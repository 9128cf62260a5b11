use std::sync::{Arc, Mutex};
use std::time::{Duration, Instant};

use serde_json::json;

use crate::Result;
use crate::layout::StageLayout;
use crate::logging::{LogLevel, Logger, event_with_fields, json_kv};
use crate::metrics::StageMetrics;

use super::pin::PinAction;
use super::widgets::WidgetPanel;
use super::{EventFlow, StageContext, StageEvent, StageObserver};

/// Logs what the stage decided, for observability/debugging.
pub struct LifecycleLoggerObserver {
    logger: Logger,
    level: LogLevel,
    log_ticks: bool,
    log_snapshots: bool,
    log_layout: bool,
}

impl LifecycleLoggerObserver {
    pub fn new(logger: Logger) -> Self {
        Self {
            logger,
            level: LogLevel::Debug,
            log_ticks: false,
            log_snapshots: true,
            log_layout: true,
        }
    }

    pub fn with_level(mut self, level: LogLevel) -> Self {
        self.level = level;
        self
    }

    pub fn log_ticks(mut self, enabled: bool) -> Self {
        self.log_ticks = enabled;
        self
    }

    pub fn log_snapshots(mut self, enabled: bool) -> Self {
        self.log_snapshots = enabled;
        self
    }

    pub fn log_layout(mut self, enabled: bool) -> Self {
        self.log_layout = enabled;
        self
    }

    fn emit(&self, message: &str, fields: impl IntoIterator<Item = (String, serde_json::Value)>) {
        let event = event_with_fields(self.level, "stage::lifecycle", message, fields);
        let _ = self.logger.log_event(event);
    }
}

impl StageObserver for LifecycleLoggerObserver {
    fn name(&self) -> &str {
        "diagnostics.lifecycle_logger"
    }

    fn init(&mut self, ctx: &mut StageContext<'_>) -> Result<()> {
        self.emit(
            "observer_initialized",
            [
                json_kv("logger_level", json!(self.level)),
                json_kv("control_bar", json!(ctx.control_bar())),
            ],
        );
        Ok(())
    }

    fn on_event(&mut self, ctx: &mut StageContext<'_>, event: &StageEvent) -> Result<EventFlow> {
        match event {
            StageEvent::Tick if self.log_ticks => {
                self.emit("event.tick", std::iter::empty());
            }
            StageEvent::Snapshot { tracks } if self.log_snapshots => {
                self.emit(
                    "event.snapshot",
                    [
                        json_kv("tracks", json!(tracks.len())),
                        json_kv("screen_shares", json!(tracks.screen_shares().len())),
                    ],
                );
            }
            StageEvent::Room { event: room_event } if self.log_snapshots => {
                self.emit(
                    "event.room",
                    [
                        json_kv("room_event", json!(room_event)),
                        json_kv("tracks", json!(ctx.snapshot().len())),
                    ],
                );
            }
            StageEvent::UserPin { track } => {
                self.emit("event.user_pin", [json_kv("track_id", json!(track.track_id))]);
            }
            StageEvent::UserUnpin => {
                self.emit("event.user_unpin", std::iter::empty());
            }
            StageEvent::Teardown => {
                self.emit("event.teardown", std::iter::empty());
            }
            _ => {}
        }
        Ok(EventFlow::Continue)
    }

    fn on_layout(&mut self, _ctx: &mut StageContext<'_>, layout: &StageLayout) -> Result<()> {
        if self.log_layout {
            self.emit(
                "layout",
                [
                    json_kv("mode", json!(layout.mode())),
                    json_kv(
                        "focus",
                        json!(layout.focus_track().map(|t| t.track_id.as_str())),
                    ),
                    json_kv("tiles", json!(layout.tile_count())),
                ],
            );
        }
        Ok(())
    }

    fn on_pin_action(
        &mut self,
        _ctx: &mut StageContext<'_>,
        action: &PinAction,
        delivered: bool,
    ) -> Result<()> {
        self.emit(
            "auto_focus",
            [
                json_kv("action", json!(action)),
                json_kv("delivered", json!(delivered)),
            ],
        );
        Ok(())
    }

    fn on_widget(&mut self, _ctx: &mut StageContext<'_>, panel: WidgetPanel) -> Result<()> {
        self.emit("widget", [json_kv("panel", json!(panel))]);
        Ok(())
    }

    fn on_waiting(&mut self, _ctx: &mut StageContext<'_>, message: Option<&str>) -> Result<()> {
        self.emit("waiting", [json_kv("message", json!(message))]);
        Ok(())
    }

    fn on_waiting_room(&mut self, _ctx: &mut StageContext<'_>, count: i64) -> Result<()> {
        self.emit("waiting_room", [json_kv("count", json!(count))]);
        Ok(())
    }
}

/// Periodically emits stage metrics snapshots through the provided logger.
pub struct MetricsSnapshotObserver {
    logger: Logger,
    metrics: Arc<Mutex<StageMetrics>>,
    target: String,
    interval: Duration,
    last_emit: Option<Instant>,
    started_at: Instant,
}

impl MetricsSnapshotObserver {
    pub fn new(logger: Logger, metrics: Arc<Mutex<StageMetrics>>) -> Self {
        Self {
            logger,
            metrics,
            target: "stage::runtime.metrics".to_string(),
            interval: Duration::from_secs(5),
            last_emit: None,
            started_at: Instant::now(),
        }
    }

    pub fn with_interval(mut self, interval: Duration) -> Self {
        self.interval = interval;
        self
    }

    pub fn with_target(mut self, target: impl Into<String>) -> Self {
        self.target = target.into();
        self
    }

    fn emit_snapshot(&mut self, force: bool) {
        if self.interval == Duration::ZERO && !force {
            return;
        }

        let now = Instant::now();
        if let Some(last) = self.last_emit {
            if !force && now.duration_since(last) < self.interval {
                return;
            }
        }

        self.last_emit = Some(now);
        let uptime = now.duration_since(self.started_at);

        if let Ok(guard) = self.metrics.lock() {
            let event = guard.snapshot(uptime).to_log_event(&self.target);
            let _ = self.logger.log_event(event);
        }
    }
}

impl StageObserver for MetricsSnapshotObserver {
    fn name(&self) -> &str {
        "diagnostics.metrics_snapshot"
    }

    fn init(&mut self, _ctx: &mut StageContext<'_>) -> Result<()> {
        self.started_at = Instant::now();
        self.last_emit = None;
        Ok(())
    }

    fn on_event(&mut self, _ctx: &mut StageContext<'_>, event: &StageEvent) -> Result<EventFlow> {
        if matches!(event, StageEvent::Tick) {
            self.emit_snapshot(false);
        }
        Ok(EventFlow::Continue)
    }

    /// Final snapshot regardless of the interval.
    fn on_teardown(&mut self, _ctx: &mut StageContext<'_>) -> Result<()> {
        self.emit_snapshot(true);
        Ok(())
    }
}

Try it »
Whenever the string "struct" shows up on a line of the listing, copy that line.

Answer to this exercise »
pub struct LifecycleLoggerObserver {
pub struct MetricsSnapshotObserver {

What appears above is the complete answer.